(Dataset entries)
====

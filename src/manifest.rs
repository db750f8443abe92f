use std::fs;
use std::path::Path;

use serde_json::{Map, Value};

use crate::error::Result;

/// The file that marks a directory as a project.
pub const MANIFEST_FILE: &str = "package.json";

/// Substrings that make a script name look launchable.
///
/// Matching is by substring on the lowercased key, so `predev` or
/// `start:android` qualify. False positives like `devtools-check` are accepted.
pub const RUNNABLE_KEYWORDS: [&str; 7] = ["start", "dev", "serve", "run", "watch", "android", "ios"];

/// Script name to command string, in the order the manifest declares them.
pub type Scripts = Map<String, Value>;

/// The parts of a `package.json` the panel cares about.
#[derive(Debug, Clone, Default, PartialEq)]
pub struct Manifest {
    pub scripts: Scripts,
}

impl Manifest {
    /// Parse manifest text. Anything other than a JSON object under
    /// `scripts` is treated as no scripts at all.
    pub fn parse(content: &str) -> Result<Self> {
        let doc: Value = serde_json::from_str(content)?;
        let scripts = match doc.get("scripts") {
            Some(Value::Object(map)) => map.clone(),
            Some(Value::Null) | None => Map::new(),
            Some(other) => {
                tracing::debug!("ignoring non-object scripts field: {other}");
                Map::new()
            }
        };
        Ok(Manifest { scripts })
    }

    pub fn read(path: &Path) -> Result<Self> {
        let content = fs::read_to_string(path)?;
        Self::parse(&content)
    }

    pub fn is_runnable(&self) -> bool {
        self.scripts.keys().any(|key| is_runnable_script(key))
    }
}

/// True if the script name contains one of [`RUNNABLE_KEYWORDS`], ignoring case.
pub fn is_runnable_script(name: &str) -> bool {
    let lower = name.to_lowercase();
    RUNNABLE_KEYWORDS.iter().any(|kw| lower.contains(kw))
}

#[cfg(test)]
mod tests {
    use super::*;

    #[test]
    fn parse_keeps_declaration_order() {
        let m = Manifest::parse(r#"{"scripts": {"zeta": "z", "alpha": "a", "dev": "vite"}}"#)
            .expect("valid manifest");
        let keys: Vec<&str> = m.scripts.keys().map(String::as_str).collect();
        assert_eq!(keys, ["zeta", "alpha", "dev"]);
    }

    #[test]
    fn missing_scripts_is_empty() {
        let m = Manifest::parse(r#"{"name": "lib"}"#).expect("valid manifest");
        assert!(m.scripts.is_empty());
        assert!(!m.is_runnable());
    }

    #[test]
    fn non_object_scripts_is_empty() {
        let m = Manifest::parse(r#"{"scripts": "npm start"}"#).expect("valid manifest");
        assert!(m.scripts.is_empty());
        let m = Manifest::parse(r#"{"scripts": null}"#).expect("valid manifest");
        assert!(m.scripts.is_empty());
    }

    #[test]
    fn top_level_array_has_no_scripts() {
        let m = Manifest::parse("[1, 2, 3]").expect("valid json");
        assert!(!m.is_runnable());
    }

    #[test]
    fn invalid_json_is_an_error() {
        assert!(Manifest::parse("{ \"scripts\": ").is_err());
    }

    // -----------------------------------------------------------------------
    // runnability
    // -----------------------------------------------------------------------

    #[test]
    fn substring_match_qualifies() {
        assert!(is_runnable_script("predev"));
        assert!(is_runnable_script("start:android"));
        assert!(is_runnable_script("devtools-check"));
        assert!(is_runnable_script("IOS"));
        assert!(is_runnable_script("Serve"));
    }

    #[test]
    fn build_and_test_do_not_qualify() {
        let m = Manifest::parse(r#"{"scripts": {"build": "tsc", "test": "jest"}}"#)
            .expect("valid manifest");
        assert!(!m.is_runnable());
    }

    #[test]
    fn one_qualifying_key_is_enough() {
        let m = Manifest::parse(r#"{"scripts": {"build": "tsc", "watch": "tsc -w"}}"#)
            .expect("valid manifest");
        assert!(m.is_runnable());
    }
}
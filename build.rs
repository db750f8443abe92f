use std::process::Command;

fn main() {
    // Release tooling may pin ONE_WORKFLOW_VERSION; local builds use the manifest version.
    let version = std::env::var("ONE_WORKFLOW_VERSION")
        .unwrap_or_else(|_| std::env::var("CARGO_PKG_VERSION").unwrap_or_default());
    println!("cargo:rustc-env=ONE_WORKFLOW_VERSION={version}");

    let commit = std::env::var("ONE_WORKFLOW_COMMIT").unwrap_or_else(|_| {
        match Command::new("git").args(["rev-parse", "--short", "HEAD"]).output() {
            Ok(o) if o.status.success() => String::from_utf8_lossy(&o.stdout).trim().to_string(),
            _ => "unknown".to_string(),
        }
    });
    println!("cargo:rustc-env=ONE_WORKFLOW_COMMIT={commit}");

    println!("cargo:rerun-if-env-changed=ONE_WORKFLOW_VERSION");
    println!("cargo:rerun-if-env-changed=ONE_WORKFLOW_COMMIT");
    println!("cargo:rerun-if-changed=.git/HEAD");
}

====

Problem details:
Could you return every record above exactly as written?

Result:
filename src/manifest.rs
repository db750f8443abe92f
use std::fs;
use std::path::Path;

use serde_json::{Map, Value};

use crate::error::Result;

/// The file that marks a directory as a project.
pub const MANIFEST_FILE: &str = "package.json";

/// Substrings that make a script name look launchable.
///
/// Matching is by substring on the lowercased key, so `predev` or
/// `start:android` qualify. False positives like `devtools-check` are accepted.
pub const RUNNABLE_KEYWORDS: [&str; 7] = ["start", "dev", "serve", "run", "watch", "android", "ios"];

/// Script name to command string, in the order the manifest declares them.
pub type Scripts = Map<String, Value>;

/// The parts of a `package.json` the panel cares about.
#[derive(Debug, Clone, Default, PartialEq)]
pub struct Manifest {
    pub scripts: Scripts,
}

impl Manifest {
    /// Parse manifest text. Anything other than a JSON object under
    /// `scripts` is treated as no scripts at all.
    pub fn parse(content: &str) -> Result<Self> {
        let doc: Value = serde_json::from_str(content)?;
        let scripts = match doc.get("scripts") {
            Some(Value::Object(map)) => map.clone(),
            Some(Value::Null) | None => Map::new(),
            Some(other) => {
                tracing::debug!("ignoring non-object scripts field: {other}");
                Map::new()
            }
        };
        Ok(Manifest { scripts })
    }

    pub fn read(path: &Path) -> Result<Self> {
        let content = fs::read_to_string(path)?;
        Self::parse(&content)
    }

    pub fn is_runnable(&self) -> bool {
        self.scripts.keys().any(|key| is_runnable_script(key))
    }
}

/// True if the script name contains one of [`RUNNABLE_KEYWORDS`], ignoring case.
pub fn is_runnable_script(name: &str) -> bool {
    let lower = name.to_lowercase();
    RUNNABLE_KEYWORDS.iter().any(|kw| lower.contains(kw))
}

#[cfg(test)]
mod tests {
    use super::*;

    #[test]
    fn parse_keeps_declaration_order() {
        let m = Manifest::parse(r#"{"scripts": {"zeta": "z", "alpha": "a", "dev": "vite"}}"#)
            .expect("valid manifest");
        let keys: Vec<&str> = m.scripts.keys().map(String::as_str).collect();
        assert_eq!(keys, ["zeta", "alpha", "dev"]);
    }

    #[test]
    fn missing_scripts_is_empty() {
        let m = Manifest::parse(r#"{"name": "lib"}"#).expect("valid manifest");
        assert!(m.scripts.is_empty());
        assert!(!m.is_runnable());
    }

    #[test]
    fn non_object_scripts_is_empty() {
        let m = Manifest::parse(r#"{"scripts": "npm start"}"#).expect("valid manifest");
        assert!(m.scripts.is_empty());
        let m = Manifest::parse(r#"{"scripts": null}"#).expect("valid manifest");
        assert!(m.scripts.is_empty());
    }

    #[test]
    fn top_level_array_has_no_scripts() {
        let m = Manifest::parse("[1, 2, 3]").expect("valid json");
        assert!(!m.is_runnable());
    }

    #[test]
    fn invalid_json_is_an_error() {
        assert!(Manifest::parse("{ \"scripts\": ").is_err());
    }

    // -----------------------------------------------------------------------
    // runnability
    // -----------------------------------------------------------------------

    #[test]
    fn substring_match_qualifies() {
        assert!(is_runnable_script("predev"));
        assert!(is_runnable_script("start:android"));
        assert!(is_runnable_script("devtools-check"));
        assert!(is_runnable_script("IOS"));
        assert!(is_runnable_script("Serve"));
    }

    #[test]
    fn build_and_test_do_not_qualify() {
        let m = Manifest::parse(r#"{"scripts": {"build": "tsc", "test": "jest"}}"#)
            .expect("valid manifest");
        assert!(!m.is_runnable());
    }

    #[test]
    fn one_qualifying_key_is_enough() {
        let m = Manifest::parse(r#"{"scripts": {"build": "tsc", "watch": "tsc -w"}}"#)
            .expect("valid manifest");
        assert!(m.is_runnable());
    }
}
filename build.rs
repository db750f8443abe92f
use std::process::Command;

fn main() {
    // Release tooling may pin ONE_WORKFLOW_VERSION; local builds use the manifest version.
    let version = std::env::var("ONE_WORKFLOW_VERSION")
        .unwrap_or_else(|_| std::env::var("CARGO_PKG_VERSION").unwrap_or_default());
    println!("cargo:rustc-env=ONE_WORKFLOW_VERSION={version}");

    let commit = std::env::var("ONE_WORKFLOW_COMMIT").unwrap_or_else(|_| {
        match Command::new("git").args(["rev-parse", "--short", "HEAD"]).output() {
            Ok(o) if o.status.success() => String::from_utf8_lossy(&o.stdout).trim().to_string(),
            _ => "unknown".to_string(),
        }
    });
    println!("cargo:rustc-env=ONE_WORKFLOW_COMMIT={commit}");

    println!("cargo:rerun-if-env-changed=ONE_WORKFLOW_VERSION");
    println!("cargo:rerun-if-env-changed=ONE_WORKFLOW_COMMIT");
    println!("cargo:rerun-if-changed=.git/HEAD");
}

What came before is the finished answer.